[
https://issues.apache.org/jira/browse/HBASE-7697?page=com.atlassian.jira.plugin.system.issuetabpanels:all-tabpanel
]
Nick Dimiduk resolved HBASE-7697.
---------------------------------
Resolution: Invalid
Closing as invalid because this is pretty vague. If you're interested, see
related mapreduce improvements in HBASE-8084.
> Consolidate tools for getting data into, out of HBase
> -----------------------------------------------------
>
> Key: HBASE-7697
> URL: https://issues.apache.org/jira/browse/HBASE-7697
> Project: HBase
> Issue Type: Improvement
> Components: Client, mapreduce
> Reporter: Nick Dimiduk
> Assignee: Nick Dimiduk
>
> The user experience for importing data into HBase and getting a dump out of
> HBase is pretty poor. The existing tools as I understand them include:
> - org.apache.hadoop.hbase.mapreduce.Export,
> - org.apache.hadoop.hbase.mapreduce.Import,
> - org.apache.hadoop.hbase.mapreduce.ImportTsv,
> - org.apache.hadoop.hbase.mapreduce.LoadIncrementalHFiles, and
> - org.apache.hadoop.hbase.mapreduce.CopyTable
> Each one provides specific features that do not necessarily overlap with the
> others. For instance, Import and ImportTsv could have most of their logic
> combined, sharing common driver code and leaving the details of the
> file-format up to the user to provide via a pluggable mapper. Export and
> CopyTable both map over a target table; it's only the detail of what they do
> with the data that is different. Bulk operations via HFiles could be a more
> common use-case as well, not just a special case of ImportTsv.
> The list of [open
> issues|https://issues.apache.org/jira/issues/?filter=-1&jql=project%20%3D%20HBASE%20AND%20status%20in%20(Open%2C%20%22In%20Progress%22%2C%20Reopened%2C%20%22Patch%20Available%22)%20AND%20text%20~%20%22ImportTsv%22%20ORDER%20BY%20updatedDate%20DESC]

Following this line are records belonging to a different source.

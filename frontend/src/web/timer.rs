//! 定时器封装模块

use leptos::logging;
use wasm_bindgen::prelude::*;

/// 周期性定时器
///
/// 封装 `setInterval`，drop 时自动清除。回调内不要 drop 自身。
pub struct Interval {
    handle: i32,
    #[allow(dead_code)]
    closure: Closure<dyn Fn()>,
}

impl Interval {
    /// 创建周期性定时器，无法获取 window 或注册失败时返回 `None`
    pub fn new<F>(millis: u32, callback: F) -> Option<Self>
    where
        F: Fn() + 'static,
    {
        let closure = Closure::<dyn Fn()>::new(callback);
        let window = web_sys::window()?;

        match window.set_interval_with_callback_and_timeout_and_arguments_0(
            closure.as_ref().unchecked_ref(),
            millis as i32,
        ) {
            Ok(handle) => Some(Self { handle, closure }),
            Err(e) => {
                logging::warn!("[Timer] setInterval failed: {:?}", e);
                None
            }
        }
    }

    pub fn cancel(&self) {
        if let Some(window) = web_sys::window() {
            window.clear_interval_with_handle(self.handle);
        }
    }
}

impl Drop for Interval {
    fn drop(&mut self) {
        self.cancel();
    }
}
//! 路由服务模块 - 核心引擎
//!
//! 所有对 window.history 的操作都集中在此模块。
//! 导航流程："请求 -> 守卫(resolve) -> 写入 History -> 更新路由信号"。
//! 守卫规则本身在 `campus_shared::route` 中，这里只负责把裁决落到浏览器上。

use campus_shared::route::{Access, AppRoute, resolve};
use leptos::logging;
use leptos::prelude::*;
use wasm_bindgen::prelude::*;

fn current_path() -> String {
    web_sys::window()
        .and_then(|w| w.location().pathname().ok())
        .unwrap_or_else(|| "/".to_string())
}

fn push_history_state(path: &str) {
    if let Some(window) = web_sys::window() {
        if let Ok(history) = window.history() {
            let _ = history.push_state_with_url(&JsValue::NULL, "", Some(path));
        }
    }
}

fn replace_history_state(path: &str) {
    if let Some(window) = web_sys::window() {
        if let Ok(history) = window.history() {
            let _ = history.replace_state_with_url(&JsValue::NULL, "", Some(path));
        }
    }
}

/// 路由器服务
///
/// 通过注入的访问谓词信号与会话系统解耦。
#[derive(Clone, Copy)]
pub struct RouterService {
    current_route: ReadSignal<AppRoute>,
    set_route: WriteSignal<AppRoute>,
    access: Signal<Access>,
}

impl RouterService {
    fn new(access: Signal<Access>) -> Self {
        let requested = AppRoute::from_path(&current_path());
        let initial = resolve(requested.clone(), &access.get_untracked());
        if initial != requested {
            logging::log!("[Router] Initial route {} redirected to {}", requested, initial);
            replace_history_state(&initial.to_path());
        }
        let (current_route, set_route) = signal(initial);

        Self {
            current_route,
            set_route,
            access,
        }
    }

    pub fn current_route(&self) -> ReadSignal<AppRoute> {
        self.current_route
    }

    /// **核心方法：导航与守卫**
    ///
    /// 守卫在写入 History 之前执行，被拒绝的目标不会出现在历史记录里。
    pub fn navigate_to(&self, target: AppRoute) {
        let settled = resolve(target.clone(), &self.access.get_untracked());
        if settled != target {
            logging::log!("[Router] Access to {} denied. Redirecting to {}.", target, settled);
        }
        push_history_state(&settled.to_path());
        self.set_route.set(settled);
    }

    /// 浏览器后退/前进同样经过守卫
    fn init_popstate_listener(&self) {
        let set_route = self.set_route;
        let access = self.access;

        let closure = Closure::<dyn Fn()>::new(move || {
            let target = AppRoute::from_path(&current_path());
            let settled = resolve(target.clone(), &access.get_untracked());
            if settled != target {
                logging::log!("[Router] History entry {} redirected to {}.", target, settled);
                replace_history_state(&settled.to_path());
            }
            set_route.set(settled);
        });

        if let Some(window) = web_sys::window() {
            let _ = window
                .add_event_listener_with_callback("popstate", closure.as_ref().unchecked_ref());
        }

        // 泄漏闭包以保持监听器存活
        closure.forget();
    }

    /// 登录、注销、角色变化后重新守卫当前路由
    fn setup_access_redirect(&self) {
        let current_route = self.current_route;
        let set_route = self.set_route;
        let access = self.access;

        Effect::new(move |_| {
            let access = access.get();
            let route = current_route.get_untracked();
            let settled = resolve(route.clone(), &access);

            if settled != route {
                logging::log!(
                    "[Router] Access changed (unauthorized: {}, admin: {}), redirecting {} -> {}.",
                    access.unauthorized,
                    access.admin,
                    route,
                    settled
                );
                replace_history_state(&settled.to_path());
                set_route.set(settled);
            }
        });
    }
}

fn provide_router(access: Signal<Access>) -> RouterService {
    let router = RouterService::new(access);

    router.init_popstate_listener();
    router.setup_access_redirect();

    provide_context(router);
    router
}

/// 从 Context 获取路由服务
pub fn use_router() -> RouterService {
    use_context::<RouterService>()
        .expect("RouterService not found in context. Ensure Router is provided.")
}

// ============================================================================
// UI 组件
// ============================================================================

/// 路由器根组件
#[component]
pub fn Router(
    /// 访问谓词信号
    access: Signal<Access>,
    children: Children,
) -> impl IntoView {
    provide_router(access);

    children()
}

/// 路由出口组件
#[component]
pub fn RouterOutlet(
    /// 路由匹配函数：接收当前路由，返回对应视图
    matcher: fn(AppRoute) -> AnyView,
) -> impl IntoView {
    let router = use_router();

    move || {
        let current = router.current_route().get();
        matcher(current)
    }
}

/// 站内链接，点击时走路由服务而不是整页跳转
#[component]
pub fn Link(
    to: AppRoute,
    #[prop(optional, into)] class: String,
    children: Children,
) -> impl IntoView {
    let router = use_router();
    let href = to.to_path();

    let on_click = move |ev: web_sys::MouseEvent| {
        ev.prevent_default();
        router.navigate_to(to.clone());
    };

    view! {
        <a href=href class=class on:click=on_click>
            {children()}
        </a>
    }
}
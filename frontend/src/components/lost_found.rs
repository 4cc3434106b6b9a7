//! 失物招领：列表筛选、发布、详情

use crate::components::common::{
    Empty, Notice, NoticeToast, Spinner, TextField, parse_date, parse_datetime_local, split_list,
};
use crate::session::use_session;
use crate::web::router::{Link, use_router};
use campus_shared::protocol::{
    DeleteLostFoundRequest, LostFoundDetailRequest, LostFoundStatusRequest,
};
use campus_shared::route::AppRoute;
use campus_shared::{LostFound, LostFoundForm, LostFoundQuery, LostFoundStatus};
use chrono::{Local, TimeZone, Utc};
use leptos::prelude::*;
use leptos::task::spawn_local;

const STATUS_OPTIONS: [LostFoundStatus; 3] = [
    LostFoundStatus::Searching,
    LostFoundStatus::Found,
    LostFoundStatus::Expired,
];

fn status_badge(status: LostFoundStatus) -> &'static str {
    match status {
        LostFoundStatus::Searching => "badge badge-warning",
        LostFoundStatus::Found => "badge badge-success",
        _ => "badge badge-ghost",
    }
}

fn format_local(t: Option<chrono::DateTime<Utc>>) -> String {
    t.map(|t| t.with_timezone(&Local).format("%Y-%m-%d %H:%M").to_string())
        .unwrap_or_default()
}

#[component]
pub fn LostFoundPage() -> impl IntoView {
    let ctx = use_session();
    let notice = Notice::new();

    let (items, set_items) = signal(Vec::<LostFound>::new());
    let (loading, set_loading) = signal(false);

    let location = RwSignal::new(String::new());
    let start = RwSignal::new(String::new());
    let end = RwSignal::new(String::new());
    let status = RwSignal::new(String::new());

    let search = move || {
        let query = LostFoundQuery {
            location: Some(location.get_untracked().trim().to_string()),
            start_time: parse_date(&start.get_untracked()),
            end_time: parse_date(&end.get_untracked()),
            status: status
                .get_untracked()
                .parse::<i32>()
                .ok()
                .map(LostFoundStatus::from),
        };
        set_loading.set(true);
        spawn_local(async move {
            match ctx.call(&query).await {
                Ok(list) => set_items.set(list),
                Err(e) => notice.api_error("加载失物招领失败", &e),
            }
            set_loading.set(false);
        });
    };

    let reset = move |_| {
        location.set(String::new());
        start.set(String::new());
        end.set(String::new());
        status.set(String::new());
        search();
    };

    search();

    view! {
        <NoticeToast notice=notice />
        <div class="card bg-base-100 shadow mb-4">
            <div class="card-body py-4">
                <div class="flex flex-wrap items-end gap-2">
                    <TextField label="地点" value=location placeholder="如：图书馆" />
                    <TextField label="开始日期" value=start kind="date" />
                    <TextField label="结束日期" value=end kind="date" />
                    <label class="form-control">
                        <div class="label"><span class="label-text">"状态"</span></div>
                        <select
                            class="select select-bordered"
                            prop:value=status
                            on:change=move |ev| status.set(event_target_value(&ev))
                        >
                            <option value="">"全部"</option>
                            {STATUS_OPTIONS
                                .iter()
                                .map(|s| view! { <option value=s.code().to_string()>{s.text()}</option> })
                                .collect_view()}
                        </select>
                    </label>
                    <button class="btn btn-primary" on:click=move |_| search()>"搜索"</button>
                    <button class="btn" on:click=reset>"重置"</button>
                    <div class="flex-1"></div>
                    <Link to=AppRoute::LostFoundCreate class="btn btn-success">"发布信息"</Link>
                </div>
            </div>
        </div>

        <Show when=move || loading.get()>
            <Spinner />
        </Show>
        <Show when=move || !loading.get() && items.with(Vec::is_empty)>
            <Empty text="暂无失物招领信息" />
        </Show>
        <div class="grid grid-cols-1 md:grid-cols-2 gap-4">
            <For
                each=move || items.get()
                key=|item| item.id
                children=move |item| {
                    let cover = item.images.first().map(|p| ctx.image_url(p));
                    view! {
                        <div class="card bg-base-100 shadow">
                            {cover.map(|src| view! { <figure><img class="h-40 w-full object-cover" src=src /></figure> })}
                            <div class="card-body py-4">
                                <div class="flex items-center gap-2">
                                    <Link to=AppRoute::LostFoundDetail(item.id) class="card-title link link-hover">
                                        {item.title}
                                    </Link>
                                    <span class=status_badge(item.status)>{item.status.text()}</span>
                                </div>
                                <p class="line-clamp-2 opacity-80">{item.description}</p>
                                <div class="text-xs opacity-60">
                                    {format!("{} · {}", item.location, format_local(item.lost_time))}
                                </div>
                            </div>
                        </div>
                    }
                }
            />
        </div>
    }
}

#[component]
pub fn LostFoundCreatePage() -> impl IntoView {
    let ctx = use_session();
    let router = use_router();
    let notice = Notice::new();

    let title = RwSignal::new(String::new());
    let description = RwSignal::new(String::new());
    let location = RwSignal::new(String::new());
    let lost_time = RwSignal::new(String::new());
    let contact = RwSignal::new(String::new());
    let images = RwSignal::new(String::new());
    let (submitting, set_submitting) = signal(false);

    let on_submit = move |ev: leptos::ev::SubmitEvent| {
        ev.prevent_default();
        if title.get().trim().is_empty() || location.get().trim().is_empty() {
            notice.error("请填写标题和地点");
            return;
        }
        if contact.get().trim().is_empty() {
            notice.error("请填写联系方式");
            return;
        }
        let Some(lost_time) = parse_datetime_local(&lost_time.get())
            .and_then(|t| Local.from_local_datetime(&t).single())
            .map(|t| t.with_timezone(&Utc))
        else {
            notice.error("请选择丢失/拾取时间");
            return;
        };

        let form = LostFoundForm {
            title: title.get(),
            description: description.get(),
            location: location.get(),
            lost_time,
            contact_info: contact.get(),
            images: split_list(&images.get()),
        };
        set_submitting.set(true);
        spawn_local(async move {
            match ctx.call(&form).await {
                Ok(()) => router.navigate_to(AppRoute::LostFound),
                Err(e) => notice.api_error("发布失败", &e),
            }
            set_submitting.set(false);
        });
    };

    view! {
        <NoticeToast notice=notice />
        <div class="card bg-base-100 shadow">
            <form class="card-body" on:submit=on_submit>
                <h2 class="card-title">"发布失物招领"</h2>
                <TextField label="标题" value=title />
                <label class="form-control">
                    <div class="label"><span class="label-text">"描述"</span></div>
                    <textarea
                        class="textarea textarea-bordered h-24"
                        prop:value=description
                        on:input=move |ev| description.set(event_target_value(&ev))
                    ></textarea>
                </label>
                <TextField label="地点" value=location />
                <TextField label="时间" value=lost_time kind="datetime-local" />
                <TextField label="联系方式" value=contact />
                <TextField label="图片路径（逗号分隔）" value=images />
                <div class="card-actions justify-end mt-4">
                    <Link to=AppRoute::LostFound class="btn">"取消"</Link>
                    <button class="btn btn-primary" disabled=move || submitting.get()>"发布"</button>
                </div>
            </form>
        </div>
    }
}

#[component]
pub fn LostFoundDetailPage(id: i32) -> impl IntoView {
    let ctx = use_session();
    let router = use_router();
    let notice = Notice::new();
    let (item, set_item) = signal(None::<LostFound>);

    let load = move || {
        spawn_local(async move {
            match ctx.call(&LostFoundDetailRequest { id }).await {
                Ok(found) => set_item.set(Some(found)),
                Err(e) => notice.api_error("加载失败", &e),
            }
        });
    };

    let change_status = move |status: LostFoundStatus| {
        spawn_local(async move {
            match ctx.call(&LostFoundStatusRequest { id, status }).await {
                Ok(()) => {
                    notice.success("状态已更新");
                    load();
                }
                Err(e) => notice.api_error("更新状态失败", &e),
            }
        });
    };

    let delete = move |_| {
        spawn_local(async move {
            match ctx.call(&DeleteLostFoundRequest { id }).await {
                Ok(()) => router.navigate_to(AppRoute::LostFound),
                Err(e) => notice.api_error("删除失败", &e),
            }
        });
    };

    load();

    view! {
        <NoticeToast notice=notice />
        <div class="mb-4">
            <Link to=AppRoute::LostFound class="btn btn-ghost btn-sm">"← 返回列表"</Link>
        </div>
        {move || match item.get() {
            None => view! { <Spinner /> }.into_any(),
            Some(found) => {
                let owned = i64::from(found.uid) == ctx.state.with(|s| s.user().id);
                let images = found.images.iter().map(|p| ctx.image_url(p)).collect::<Vec<_>>();
                view! {
                    <div class="card bg-base-100 shadow">
                        <div class="card-body">
                            <div class="flex items-center gap-2">
                                <h2 class="card-title text-2xl">{found.title}</h2>
                                <span class=status_badge(found.status)>{found.status.text()}</span>
                            </div>
                            <p class="whitespace-pre-wrap">{found.description}</p>
                            <div class="grid grid-cols-2 gap-2 text-sm">
                                <div>"地点：" {found.location}</div>
                                <div>"时间：" {format_local(found.lost_time)}</div>
                                <div>"联系方式：" {found.contact_info}</div>
                                <div>"发布者：" {found.username.unwrap_or_default()}</div>
                            </div>
                            <div class="flex flex-wrap gap-2">
                                {images.into_iter().map(|src| view! { <img class="h-32 rounded" src=src /> }).collect_view()}
                            </div>
                            <Show when=move || owned>
                                <div class="card-actions justify-end">
                                    {STATUS_OPTIONS
                                        .iter()
                                        .map(|s| {
                                            let s = *s;
                                            view! { <button class="btn btn-sm" on:click=move |_| change_status(s)>{format!("标记为{}", s.text())}</button> }
                                        })
                                        .collect_view()}
                                    <button class="btn btn-sm btn-error" on:click=delete>"删除"</button>
                                </div>
                            </Show>
                        </div>
                    </div>
                }
                .into_any()
            }
        }}
    }
}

> against ImportTsv alone indicates users are using the tool, and I certainly
> advise it for people getting started with a new HBase deployment.
> I propose a single interface for getting data into and out of HBase. It would
> be pluggable, allowing users to override details of their file formats and
> schemas. We can provide implementations that replicate existing tool
> behaviors as example modules. These tools are also a reasonable place, IMHO,
> to include support for creation and loading of snapshots.
> I started down the path of a specific tool intended to overcome some of the
> limitations of ImportTsv and it has since refactored into a more general
> purpose application. Initial patches forthcoming. Comments strongly
> encouraged.
--
This message is automatically generated by JIRA.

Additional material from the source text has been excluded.